Matt Urglavitch tried to imagine what this crazy new sport was like. He’d heard it combines aspects of soccer, team handball, basketball and more. It’s played on a circular field that has four goals and a bunch of different zones.
Soon after he arrived at Newtown Square’s Gable Field for his first game, Urglavitch was hooked. The speed and athleticism dazzled him. The sheer variety of skills employed surprised him. And like most of those who’ve just experienced kronum for the first time, he was an instant convert. “As soon as I saw the goals, I thought, ‘Oh, my gosh!’” Urglavitch recalls. “The warm-ups were unbelievable; these guys were throwing and kicking. There was this circular field. It really was mind-blowing.”
That’s the general reaction of most newbies. Created on the Main Line by Bill Gibson, kronum has grown exponentially in the past six years. It’s now played at high schools and colleges, and around the world. The unique rules and its fast style of play are attractive to younger athletes, many of whom ended their competitive-sports lives after high school. Those who play almost sound like kronum evangelists.

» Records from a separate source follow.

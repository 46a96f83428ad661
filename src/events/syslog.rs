//! Syslog sink.
//!
//! # Responsibilities
//! - Parse `scheme://host:port/tag` URIs (`local`, `udp`, `tcp`)
//! - Connect once at startup; failures are fatal to startup
//! - Hand each event to the daemon at the matching severity
//!
//! # Design Decisions
//! - Facility is always `daemon`; RFC 3164 framing comes from the `syslog` crate
//! - Writes happen on the sink's own queue so a slow daemon never stalls emitters

use std::io::Write;
use std::net::{SocketAddr, ToSocketAddrs};

use syslog::{Facility, Formatter3164, Logger, LoggerBackend};
use url::Url;

use super::outbox::{Outbox, QUEUE_DEPTH};
use super::{Event, Handler, Severity, SinkError};

/// Default tag when the URI carries none.
pub const DEFAULT_TAG: &str = crate::PROGRAM_NAME;

/// Default port for `udp` and `tcp` URIs.
pub const DEFAULT_PORT: u16 = 514;

/// Where syslog lines go.
#[derive(Debug, Clone, PartialEq, Eq)]
pub enum Transport {
    Local,
    Udp { host: String, port: u16 },
    Tcp { host: String, port: u16 },
}

/// A parsed `--syslog` URI.
#[derive(Debug, Clone, PartialEq, Eq)]
pub struct SyslogTarget {
    pub transport: Transport,
    pub tag: String,
}

impl SyslogTarget {
    pub fn parse(uri: &str) -> Result<Self, SinkError> {
        let invalid = |reason: &str| SinkError::SyslogUri {
            uri: uri.to_string(),
            reason: reason.to_string(),
        };

        let url = Url::parse(uri).map_err(|e| invalid(&e.to_string()))?;

        let tag = url.path().trim_start_matches('/');
        let tag = if tag.is_empty() { DEFAULT_TAG } else { tag }.to_string();

        let remote = || -> Result<(String, u16), SinkError> {
            let host = url
                .host_str()
                .filter(|h| !h.is_empty())
                .ok_or_else(|| invalid("missing host"))?;
            // url keeps the brackets on IPv6 literals
            let host = host.trim_start_matches('[').trim_end_matches(']');
            Ok((host.to_string(), url.port().unwrap_or(DEFAULT_PORT)))
        };

        let transport = match url.scheme() {
            "local" => Transport::Local,
            "udp" => {
                let (host, port) = remote()?;
                Transport::Udp { host, port }
            }
            "tcp" => {
                let (host, port) = remote()?;
                Transport::Tcp { host, port }
            }
            other => return Err(invalid(&format!("unsupported scheme {other:?}"))),
        };

        Ok(Self { transport, tag })
    }
}

/// Sends events to a syslog daemon.
#[derive(Debug)]
pub struct SyslogSink {
    tag: String,
    outbox: Outbox<Event>,
}

impl SyslogSink {
    /// Parse `uri` and connect to the daemon it names.
    pub fn connect(uri: &str) -> Result<Self, SinkError> {
        let target = SyslogTarget::parse(uri)?;

        let formatter = Formatter3164 {
            facility: Facility::LOG_DAEMON,
            hostname: None,
            process: target.tag.clone(),
            pid: std::process::id(),
        };

        let mut logger = match &target.transport {
            Transport::Local => syslog::unix(formatter).map_err(|e| syslog_failure(uri, e))?,
            Transport::Udp { host, port } => {
                let server = resolve(host, *port)?;
                let local: SocketAddr = if server.is_ipv4() {
                    ([0, 0, 0, 0], 0).into()
                } else {
                    ([0u16; 8], 0).into()
                };
                syslog::udp(formatter, local, server).map_err(|e| syslog_failure(uri, e))?
            }
            Transport::Tcp { host, port } => {
                let server = resolve(host, *port)?;
                syslog::tcp(formatter, server).map_err(|e| syslog_failure(uri, e))?
            }
        };

        let outbox = Outbox::spawn("syslog", QUEUE_DEPTH, move |event: Event| {
            send(&mut logger, &event)
        })?;

        tracing::info!(uri = %uri, tag = %target.tag, "Syslog sink connected");
        Ok(Self {
            tag: target.tag,
            outbox,
        })
    }

    pub fn tag(&self) -> &str {
        &self.tag
    }
}

impl Handler for SyslogSink {
    fn name(&self) -> &'static str {
        "syslog"
    }

    fn on_event(&self, event: &Event) -> Result<(), SinkError> {
        self.outbox.push(event.clone())
    }
}

fn send(logger: &mut Logger<LoggerBackend, Formatter3164>, event: &Event) -> Result<(), SinkError> {
    let sent = match event.code.severity() {
        Severity::Error => logger.err(event),
        Severity::Warning => logger.warning(event),
        Severity::Info => logger.info(event),
    };
    sent.map_err(|e| syslog_failure("daemon", e))?;
    // stream transports buffer
    logger
        .backend
        .flush()
        .map_err(|e| syslog_failure("daemon", e))
}

fn syslog_failure(target: &str, reason: impl std::fmt::Display) -> SinkError {
    SinkError::Syslog {
        target: target.to_string(),
        reason: reason.to_string(),
    }
}

fn resolve(host: &str, port: u16) -> Result<SocketAddr, SinkError> {
    let target = format!("{host}:{port}");
    (host, port)
        .to_socket_addrs()
        .map_err(|source| SinkError::Connect {
            addr: target.clone(),
            source,
        })?
        .next()
        .ok_or_else(|| SinkError::Connect {
            addr: target,
            source: std::io::Error::from(std::io::ErrorKind::NotFound),
        })
}

#[cfg(test)]
mod tests {
    use super::*;
    use crate::events::EventCode;

    #[test]
    fn test_parse_local() {
        let t = SyslogTarget::parse("local:").unwrap();
        assert_eq!(t.transport, Transport::Local);
        assert_eq!(t.tag, DEFAULT_TAG);

        let t = SyslogTarget::parse("local:/nlmtsrv").unwrap();
        assert_eq!(t.transport, Transport::Local);
        assert_eq!(t.tag, "nlmtsrv");
    }

    #[test]
    fn test_parse_udp_and_tcp() {
        let t = SyslogTarget::parse("udp://logsrv:514/nlmtsrv").unwrap();
        assert_eq!(
            t.transport,
            Transport::Udp { host: "logsrv".into(), port: 514 }
        );
        assert_eq!(t.tag, "nlmtsrv");

        let t = SyslogTarget::parse("tcp://logsrv:8514/").unwrap();
        assert_eq!(
            t.transport,
            Transport::Tcp { host: "logsrv".into(), port: 8514 }
        );
        assert_eq!(t.tag, DEFAULT_TAG);

        let t = SyslogTarget::parse("udp://logsrv").unwrap();
        assert_eq!(
            t.transport,
            Transport::Udp { host: "logsrv".into(), port: DEFAULT_PORT }
        );
    }

    #[test]
    fn test_parse_rejects_bad_uris() {
        assert!(matches!(
            SyslogTarget::parse("http://logsrv/"),
            Err(SinkError::SyslogUri { .. })
        ));
        assert!(SyslogTarget::parse("not a uri").is_err());
    }

    #[test]
    fn test_udp_delivery() {
        let receiver = std::net::UdpSocket::bind("127.0.0.1:0").unwrap();
        receiver
            .set_read_timeout(Some(std::time::Duration::from_secs(5)))
            .unwrap();
        let port = receiver.local_addr().unwrap().port();

        let sink = SyslogSink::connect(&format!("udp://127.0.0.1:{port}/nlmtsrv")).unwrap();
        assert_eq!(sink.tag(), "nlmtsrv");
        sink.on_event(&Event::new(EventCode::ListenerError, "bind failed")).unwrap();

        let mut line = String::new();
        let mut buf = [0u8; 2048];
        while !line.ends_with("bind failed") {
            let n = receiver.recv(&mut buf).unwrap();
            line.push_str(std::str::from_utf8(&buf[..n]).unwrap());
        }
        // daemon(3) * 8 + err(3)
        assert!(line.starts_with("<27>"), "line {line:?}");
        assert!(line.contains("nlmtsrv["), "line {line:?}");
    }

    #[test]
    fn test_tcp_delivery_is_queued() {
        let listener = std::net::TcpListener::bind("127.0.0.1:0").unwrap();
        let port = listener.local_addr().unwrap().port();

        let sink = SyslogSink::connect(&format!("tcp://127.0.0.1:{port}/")).unwrap();
        let (conn, _) = listener.accept().unwrap();
        conn.set_read_timeout(Some(std::time::Duration::from_secs(5)))
            .unwrap();

        sink.on_event(&Event::new(EventCode::ServerStart, "up")).unwrap();

        let mut received = Vec::new();
        let mut buf = [0u8; 512];
        let mut conn = conn;
        while !String::from_utf8_lossy(&received).contains("]: up") {
            let n = std::io::Read::read(&mut conn, &mut buf).unwrap();
            assert!(n > 0, "connection closed early");
            received.extend_from_slice(&buf[..n]);
        }
        // daemon(3) * 8 + info(6)
        assert!(received.starts_with(b"<30>"));
    }
}
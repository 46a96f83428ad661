//! OS signal handling.
//!
//! # Responsibilities
//! - Register SIGINT and SIGTERM handlers
//! - Forward them into a single-slot channel
//! - Drive the Running → ShuttingDown → forced exit transitions
//!
//! # Design Decisions
//! - Two sequential receives, no counters: the forced exit is unreachable
//!   until the first signal has been handled
//! - The graceful shutdown action is `FnOnce`, so it cannot run twice

use std::fmt;

use tokio::sync::{mpsc, watch};

use super::exit::codes;

/// A shutdown-triggering signal.
#[derive(Debug, Clone, Copy, PartialEq, Eq)]
pub enum Signal {
    Interrupt,
    Terminate,
}

impl fmt::Display for Signal {
    fn fmt(&self, f: &mut fmt::Formatter<'_>) -> fmt::Result {
        match self {
            Self::Interrupt => f.write_str("interrupt"),
            Self::Terminate => f.write_str("terminated"),
        }
    }
}

/// Where the process is in its shutdown sequence.
#[derive(Debug, Clone, Copy, PartialEq, Eq)]
pub enum LifecycleState {
    Running,
    ShuttingDown,
}

/// Install SIGINT/SIGTERM handlers.
///
/// The returned channel holds at most one undelivered signal; the forwarder
/// waits for room rather than dropping.
pub fn listen() -> std::io::Result<mpsc::Receiver<Signal>> {
    let (tx, rx) = mpsc::channel(1);

    #[cfg(unix)]
    {
        use tokio::signal::unix::{signal, SignalKind};

        let mut interrupt = signal(SignalKind::interrupt())?;
        let mut terminate = signal(SignalKind::terminate())?;
        tokio::spawn(async move {
            loop {
                let sig = tokio::select! {
                    Some(()) = interrupt.recv() => Signal::Interrupt,
                    Some(()) = terminate.recv() => Signal::Terminate,
                    else => break,
                };
                if tx.send(sig).await.is_err() {
                    break;
                }
            }
        });
    }

    #[cfg(not(unix))]
    {
        tokio::spawn(async move {
            while tokio::signal::ctrl_c().await.is_ok() {
                if tx.send(Signal::Interrupt).await.is_err() {
                    break;
                }
            }
        });
    }

    Ok(rx)
}

/// Two-stage signal state machine, run on its own task.
#[derive(Debug)]
pub struct SignalController {
    signals: mpsc::Receiver<Signal>,
    state: watch::Sender<LifecycleState>,
}

impl SignalController {
    pub fn new(signals: mpsc::Receiver<Signal>) -> Self {
        let (state, _) = watch::channel(LifecycleState::Running);
        Self { signals, state }
    }

    /// Observe state transitions.
    pub fn state(&self) -> watch::Receiver<LifecycleState> {
        self.state.subscribe()
    }

    /// Wait for signals.
    ///
    /// The first runs `shutdown`; the second runs `exit` with the
    /// double-signal code. Returns the last state reached if the signal
    /// source goes away (or if `exit` returns, as it does in tests).
    pub async fn run<S, X>(mut self, shutdown: S, exit: X) -> LifecycleState
    where
        S: FnOnce() + Send,
        X: FnOnce(i32) + Send,
    {
        let Some(first) = self.signals.recv().await else {
            return LifecycleState::Running;
        };
        tracing::info!(signal = %first, "Shutdown requested, signal again to force exit");
        self.state.send_replace(LifecycleState::ShuttingDown);
        shutdown();

        let Some(second) = self.signals.recv().await else {
            return LifecycleState::ShuttingDown;
        };
        tracing::warn!(signal = %second, "Second signal received, exiting immediately");
        exit(codes::DOUBLE_SIGNAL);
        LifecycleState::ShuttingDown
    }
}

#[cfg(test)]
mod tests {
    use super::*;
    use std::sync::atomic::{AtomicUsize, Ordering};
    use std::sync::{Arc, Mutex};

    #[tokio::test]
    async fn test_channel_close_before_signal() {
        let (tx, rx) = mpsc::channel(1);
        drop(tx);
        let state = SignalController::new(rx)
            .run(|| panic!("no shutdown expected"), |_| panic!("no exit expected"))
            .await;
        assert_eq!(state, LifecycleState::Running);
    }

    #[tokio::test]
    async fn test_first_signal_requests_shutdown() {
        let (tx, rx) = mpsc::channel(1);
        let calls = Arc::new(AtomicUsize::new(0));
        let controller = SignalController::new(rx);
        let mut state = controller.state();

        tx.send(Signal::Terminate).await.unwrap();
        drop(tx);

        let c = calls.clone();
        let end = controller
            .run(move || { c.fetch_add(1, Ordering::SeqCst); }, |_| panic!("no exit expected"))
            .await;

        assert_eq!(end, LifecycleState::ShuttingDown);
        assert_eq!(calls.load(Ordering::SeqCst), 1);
        assert_eq!(*state.borrow_and_update(), LifecycleState::ShuttingDown);
    }

    #[tokio::test]
    async fn test_second_signal_forces_exit() {
        let (tx, rx) = mpsc::channel(1);
        let calls = Arc::new(AtomicUsize::new(0));
        let exit_code = Arc::new(Mutex::new(None));

        let c = calls.clone();
        let code = exit_code.clone();
        let task = tokio::spawn(SignalController::new(rx).run(
            move || { c.fetch_add(1, Ordering::SeqCst); },
            move |status| { *code.lock().unwrap() = Some(status); },
        ));

        tx.send(Signal::Interrupt).await.unwrap();
        tx.send(Signal::Interrupt).await.unwrap();
        task.await.unwrap();

        assert_eq!(calls.load(Ordering::SeqCst), 1);
        assert_eq!(*exit_code.lock().unwrap(), Some(codes::DOUBLE_SIGNAL));
    }

    #[test]
    fn test_signal_display() {
        assert_eq!(Signal::Interrupt.to_string(), "interrupt");
        assert_eq!(Signal::Terminate.to_string(), "terminated");
    }
}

“Once I started playing it, I was hooked,” says one student, wearing a kronum shirt outside a Villanova University classroom.
That’s how it goes: People hear about the game, wonder about it, get exposed to it, and then express their undying loyalty to it. “We’re a small but passionate group trying to grow the sport,” says Urglavitch, who handles website administration, graphics and marketing at the kronum headquarters in Villanova.
The sport has sprouted in a variety of ways. There’s a high school league in the area, and college tournaments include schools in Pennsylvania, New York and Maryland. Local summer and fall adult-rec leagues also can be found.
A pro circuit will resume play in the spring of 2015. It features seven teams and is housed at the Maple Zone Sports Complex in Garnet Valley. Players get $100 a game to be a part of something that might be a worldwide phenomenon someday. The ultimate goal: inclusion in the Olympics. “Right now, we want to get as many people to experience it as possible,” says league manager Scott Kennedy.
Kronum is quite difficult to describe without visual assistance. And that’s exactly what Bill Gibson intended when he conceived the game about a decade ago. The 1993 University of Pennsylvania graduate and current Bryn Mawr resident has spent a good deal of his professional life listening to other people’s dreams. “You get used to dealing with new ideas,” says Gibson, who’s CEO of Deposco, an enterprise software company based in Atlanta. “As a venture capitalist, your life is new ideas.”
Gibson played three years of JV hoops at Penn before becoming bored with the game as he grew older. “The players are so big, and the lane is clogged with clunky, slow guys,” he says. “I started wondering whether they’d ever change the game.”
Reasoning that significant alterations weren’t in the offing, he asked himself what would appeal to the modern athlete—one interested in several different pursuits. “I started sketching on a page,” he recalls. “Instead of having an up-and-down game with two goals, I added two more goals. And instead of just an X-axis, why not add a Y-axis? What if you could go to all four goals at the same time? The modern athlete is making decisions from a lot of different options.”
The result evolved into what kronum is today: Two teams of 10 players try to kick or throw a ball into one of four goals on a circular field, which has seen its original diameter of 70 yards shrink to 50. Each goal has five circles arrayed just below the crossbar, and players get extra points by knocking the ball through them. Shots from different zones on the field bring different point totals, and those areas bring their own rules. In the “wedge,” for instance, players can’t use their hands.
Kronum is a fast-paced game that rewards both teamwork and individual talent. It also requires stamina, a diverse skill set, and creativity. Its name is an amalgamation of “crown” (which Gibson calls the top part of each goal) and “forum” (a competitive and online venue).
By 2008, Gibson had finalized the game’s rules and introduced the game via social media. In the ensuing five-plus years, kronum has experienced impressive growth. In addition to the aforementioned high school, collegiate and professional avenues, there’s a burgeoning international presence. Gibson estimates that kronum headquarters has shipped balls and other equipment to 30 countries around the world, including Australia, Russia and Brazil. A professor in the Netherlands put together a clinic for more than 200 educators in hopes that they’d use kronum in their physical-education programs, and a soccer club in Poland wants to try it. “In the next one to three years, we want to create new partnerships,” Gibson says.
One such relationship is with a major sporting goods producer, which plans to create a flexible, portable kronum goal that can be shipped anywhere in the world and be sold in stores throughout the United States. Locally, the goal is to get more schools to include kronum on their intramural menus.
In the meantime, the game should continue to bloom on social media. “This is the first global-awareness sport born online,” Gibson says.
If that sounds just a little different, so be it. Welcome to kronum.